The elevator contract between the parties in Hodges ceded responsibility for the daily operation, inspection, maintenance and repair of the elevators to the elevator company, and Royal merely retained ownership of the elevators ( id.). The contract also prohibited the owner from allowing an entity other than the contracting elevator company to make alterations, repairs or adjustments. In addition, the elevator company provided an onsite mechanic who handled service, and was, apparently, at the premises daily ( Hodges v Royal Realty Corp., 2005 WL 6218784, 1, 2005 NY Misc Lexis 8413 [Civ Ct, NY County 2005], affd 12 Misc 3d 136 [A], 2006 NY Slip Op 51267[U] [App Term, 1st Dept 2006], revd 42 AD3d 350 [1st Dept 2007]).
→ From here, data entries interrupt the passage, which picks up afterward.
//! Set algebra and set-backed membership tricks.
//!
//! Results of the algebra operations come back as sorted vectors so they
//! print and compare deterministically.

use std::collections::{BTreeSet, HashSet};
use std::hash::Hash;
use std::io::{self, Write};
use tracing::instrument;

pub fn union<T: Ord + Clone>(a: &[T], b: &[T]) -> Vec<T> {
    let left: BTreeSet<&T> = a.iter().collect();
    let right: BTreeSet<&T> = b.iter().collect();
    left.union(&right).map(|&v| v.clone()).collect()
}

pub fn intersection<T: Ord + Clone>(a: &[T], b: &[T]) -> Vec<T> {
    let left: BTreeSet<&T> = a.iter().collect();
    let right: BTreeSet<&T> = b.iter().collect();
    left.intersection(&right).map(|&v| v.clone()).collect()
}

/// Elements of `a` not in `b`.
pub fn difference<T: Ord + Clone>(a: &[T], b: &[T]) -> Vec<T> {
    let left: BTreeSet<&T> = a.iter().collect();
    let right: BTreeSet<&T> = b.iter().collect();
    left.difference(&right).map(|&v| v.clone()).collect()
}

/// Elements in exactly one of `a` and `b`.
pub fn symmetric_difference<T: Ord + Clone>(a: &[T], b: &[T]) -> Vec<T> {
    let left: BTreeSet<&T> = a.iter().collect();
    let right: BTreeSet<&T> = b.iter().collect();
    left.symmetric_difference(&right)
        .map(|&v| v.clone())
        .collect()
}

/// `true` when every element of `a` also occurs in `b`.
pub fn is_subset<T: Eq + Hash>(a: &[T], b: &[T]) -> bool {
    let container: HashSet<&T> = b.iter().collect();
    a.iter().all(|v| container.contains(v))
}

pub fn has_duplicates<T: Eq + Hash>(data: &[T]) -> bool {
    let mut seen = HashSet::with_capacity(data.len());
    !data.iter().all(|v| seen.insert(v))
}

/// Distinct values in ascending order.
pub fn unique_sorted<T: Ord + Clone>(data: &[T]) -> Vec<T> {
    data.iter().collect::<BTreeSet<_>>().into_iter().cloned().collect()
}

/// Length of the longest run of consecutive integers present, in O(n).
///
/// Only values with no predecessor in the set start a count, so every
/// value is visited at most twice.
pub fn longest_consecutive_run(data: &[i64]) -> usize {
    let values: HashSet<i64> = data.iter().copied().collect();
    let mut best = 0;
    for &start in &values {
        if start != i64::MIN && values.contains(&(start - 1)) {
            continue;
        }
        let mut length = 1;
        let mut current = start;
        while let Some(next) = current.checked_add(1) {
            if !values.contains(&next) {
                break;
            }
            current = next;
            length += 1;
        }
        best = best.max(length);
    }
    best
}

#[instrument(level = "trace", skip_all)]
pub fn demonstrate<W: Write>(out: &mut W) -> io::Result<()> {
    let a = [1, 2, 3, 4, 5];
    let b = [4, 5, 6, 7];
    writeln!(out, "a = {a:?}, b = {b:?}")?;
    writeln!(out, "union:                {:?}", union(&a, &b))?;
    writeln!(out, "intersection:         {:?}", intersection(&a, &b))?;
    writeln!(out, "a - b:                {:?}", difference(&a, &b))?;
    writeln!(
        out,
        "symmetric difference: {:?}",
        symmetric_difference(&a, &b)
    )?;
    writeln!(out, "[4, 5] subset of a:   {}", is_subset(&[4, 5], &a))?;
    writeln!(out, "[3, 1, 3] has dups:   {}", has_duplicates(&[3, 1, 3]))?;
    writeln!(
        out,
        "unique sorted:        {:?}",
        unique_sorted(&[3, 1, 3, 2, 1])
    )?;

    let scattered = [100, 4, 200, 1, 3, 2];
    writeln!(
        out,
        "longest consecutive run in {scattered:?}: {}",
        longest_consecutive_run(&scattered)
    )?;
    Ok(())
}

#[cfg(test)]
mod tests {
    use super::*;

    #[test]
    fn test_algebra() {
        let a = [3, 1, 2, 2];
        let b = [2, 4, 3];
        assert_eq!(union(&a, &b), vec![1, 2, 3, 4]);
        assert_eq!(intersection(&a, &b), vec![2, 3]);
        assert_eq!(difference(&a, &b), vec![1]);
        assert_eq!(symmetric_difference(&a, &b), vec![1, 4]);
    }

    #[test]
    fn test_membership() {
        assert!(is_subset(&[1, 2], &[2, 1, 0]));
        assert!(is_subset::<i32>(&[], &[]));
        assert!(!is_subset(&[5], &[1]));
        assert!(has_duplicates(&["a", "b", "a"]));
        assert!(!has_duplicates(&[1, 2, 3]));
        assert_eq!(unique_sorted(&[3, 1, 3, 2, 1]), vec![1, 2, 3]);
    }

    #[test]
    fn test_longest_run() {
        assert_eq!(longest_consecutive_run(&[100, 4, 200, 1, 3, 2]), 4);
        assert_eq!(longest_consecutive_run(&[]), 0);
        assert_eq!(longest_consecutive_run(&[7, 7, 7]), 1);
        assert_eq!(
            longest_consecutive_run(&[i64::MAX, i64::MAX - 1, i64::MIN]),
            2
        );
    }
}
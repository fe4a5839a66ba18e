use super::window::ReadingWindow;
use super::{Estimate, FireProbability};
use crate::error::ScoringError;
use crate::reading::Reading;

/// Highest ambient temperature expected on site plus a 3 °C margin.
pub const TEMPERATURE_THRESHOLD_C: f64 = 40.0;
pub const AIR_QUALITY_THRESHOLD_PPM: f64 = 450.0;
pub const AIR_QUALITY_MIN_HITS: usize = 10;
pub const MIN_CORRELATION_SAMPLES: usize = 25;
/// Temperature/humidity correlation observed during a reference burn.
pub const REFERENCE_R_VALUE: f64 = -0.62;

/// Scores a single reading. Implementations must be pure: the same reading
/// and history always yield the same estimate.
pub trait ProbabilityEstimator: Send + Sync {
    fn name(&self) -> &'static str;

    fn estimate(
        &self,
        reading: &Reading,
        history: &ReadingWindow,
    ) -> Result<Estimate, ScoringError>;
}

fn flame_signal(reading: &Reading) -> f64 {
    match reading.flame_present {
        Some(true) => 1.0,
        _ => 0.0,
    }
}

fn temperature_signal(reading: &Reading) -> f64 {
    match reading.temperature {
        Some(temp) if temp > TEMPERATURE_THRESHOLD_C => 1.0,
        _ => 0.0,
    }
}

/// Hot-sensor and flame-sensor vote; ignores history.
#[derive(Debug, Clone)]
pub struct ThresholdEstimator {
    pub flame_weight: f64,
    pub temperature_weight: f64,
}

impl Default for ThresholdEstimator {
    fn default() -> Self {
        Self {
            flame_weight: 0.6,
            temperature_weight: 0.4,
        }
    }
}

impl ProbabilityEstimator for ThresholdEstimator {
    fn name(&self) -> &'static str {
        "threshold"
    }

    fn estimate(
        &self,
        reading: &Reading,
        _history: &ReadingWindow,
    ) -> Result<Estimate, ScoringError> {
        let raw = self.flame_weight * flame_signal(reading)
            + self.temperature_weight * temperature_signal(reading);
        Ok(Estimate {
            probability: FireProbability::new(raw)?,
            r_value: None,
        })
    }
}

/// Blends flame, temperature, sustained air quality and the
/// temperature/humidity correlation over the node's recent history.
#[derive(Debug, Clone, Default)]
pub struct WeightedEstimator;

impl WeightedEstimator {
    const FLAME_WEIGHT: f64 = 0.3;
    const AIR_WEIGHT: f64 = 0.3;
    const TEMP_HUMIDITY_WEIGHT: f64 = 0.2;
    const TEMPERATURE_WEIGHT: f64 = 0.2;
}

fn air_quality_signal(history: &ReadingWindow) -> f64 {
    if history.count_air_quality_above(AIR_QUALITY_THRESHOLD_PPM) >= AIR_QUALITY_MIN_HITS {
        1.0
    } else {
        0.0
    }
}

fn temp_humidity_signal(r_value: Option<f64>) -> f64 {
    let Some(r_value) = r_value else {
        return 0.0;
    };
    (r_value / REFERENCE_R_VALUE).clamp(0.0, 1.0)
}

/// Pearson correlation; `None` below the sample floor, 0 for a flat series.
pub fn correlation(xs: &[f64], ys: &[f64]) -> Option<f64> {
    let n = xs.len().min(ys.len());
    if n < MIN_CORRELATION_SAMPLES {
        return None;
    }
    let (xs, ys) = (&xs[..n], &ys[..n]);
    let mean_x = xs.iter().sum::<f64>() / n as f64;
    let mean_y = ys.iter().sum::<f64>() / n as f64;

    let mut cov = 0.0;
    let mut var_x = 0.0;
    let mut var_y = 0.0;
    for (x, y) in xs.iter().zip(ys) {
        let dx = x - mean_x;
        let dy = y - mean_y;
        cov += dx * dy;
        var_x += dx * dx;
        var_y += dy * dy;
    }
    if var_x <= f64::EPSILON || var_y <= f64::EPSILON {
        return Some(0.0);
    }
    Some(cov / (var_x.sqrt() * var_y.sqrt()))
}

impl ProbabilityEstimator for WeightedEstimator {
    fn name(&self) -> &'static str {
        "weighted"
    }

    fn estimate(
        &self,
        reading: &Reading,
        history: &ReadingWindow,
    ) -> Result<Estimate, ScoringError> {
        let (temps, humidities) = history.paired_temperature_humidity();
        let r_value = correlation(&temps, &humidities);

        let raw = Self::FLAME_WEIGHT * flame_signal(reading)
            + Self::AIR_WEIGHT * air_quality_signal(history)
            + Self::TEMP_HUMIDITY_WEIGHT * temp_humidity_signal(r_value)
            + Self::TEMPERATURE_WEIGHT * temperature_signal(reading);

        Ok(Estimate {
            probability: FireProbability::new(raw)?,
            r_value,
        })
    }
}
Because Royal had nothing to do with the elevator's maintenance or operation, the Court found that it did not exercise a degree of control that would permit the application of res ipsa loquitur ( Hodges, 42 AD3d at 352).

Plaintiff cites to Ianotta v Tishman Speyer Props., Inc. ( 46 AD3d 297 [1st Dept 2007]), in which the plaintiff alleged that she was injured when elevator doors slammed on her. The doors were the type that contained an embedded sensor, and the Court found that res ipsa loquitur applied as against the defendant owner and elevator company, because as between them, and members of the public without access to the sensor, the greater probability of responsibility for the malfunction lay with defendants ( id., at 299; see DiPilato v H. Park Cent. Hotel, L.L.C., 17 AD3d 191 [1st Dept 2005] [finding lower court's conclusion that doctrine of res ipsa loquitur was inapplicable erroneous where evidence existed that owner and the elevator company shared responsibility]).

Here, no party disputes that the Agreement provides that Elevator Corp. was responsible for elevator repair, and regular and systematic maintenance at the subject premises, as well as to test equipment, and dispatch technicians promptly in the event that a problem occurred. Additionally, similar to the building owner in Hodges ( 42 AD3d 350, supra), the Agreement did not permit 583 to allow other companies to make adjustments or repairs to the equipment, or to replace parts or component parts of the elevator. 583 was also required to accept Elevator Corp.'s judgment as to the means and methods to be employed for any corrective work under the Agreement. Unlike Hodges, however, where the relationship included the regular presence of the elevator company's service person on the premises, here the defendants do not dispute that the total time spent by Elevator Corp. in maintaining or operating the elevators was 12.5 hours in the 11 months preceding the incident. In fact, unless Elevator Corp. was called about a problem, the Agreement provides only for monthly scheduled visits to the premises. Thus, this case is distinguishable from Hodges, where the contracting elevator company, in fact, exercised such extensive and exclusive control over the elevators, that drawing an inference of negligence against Royal would not have made sense.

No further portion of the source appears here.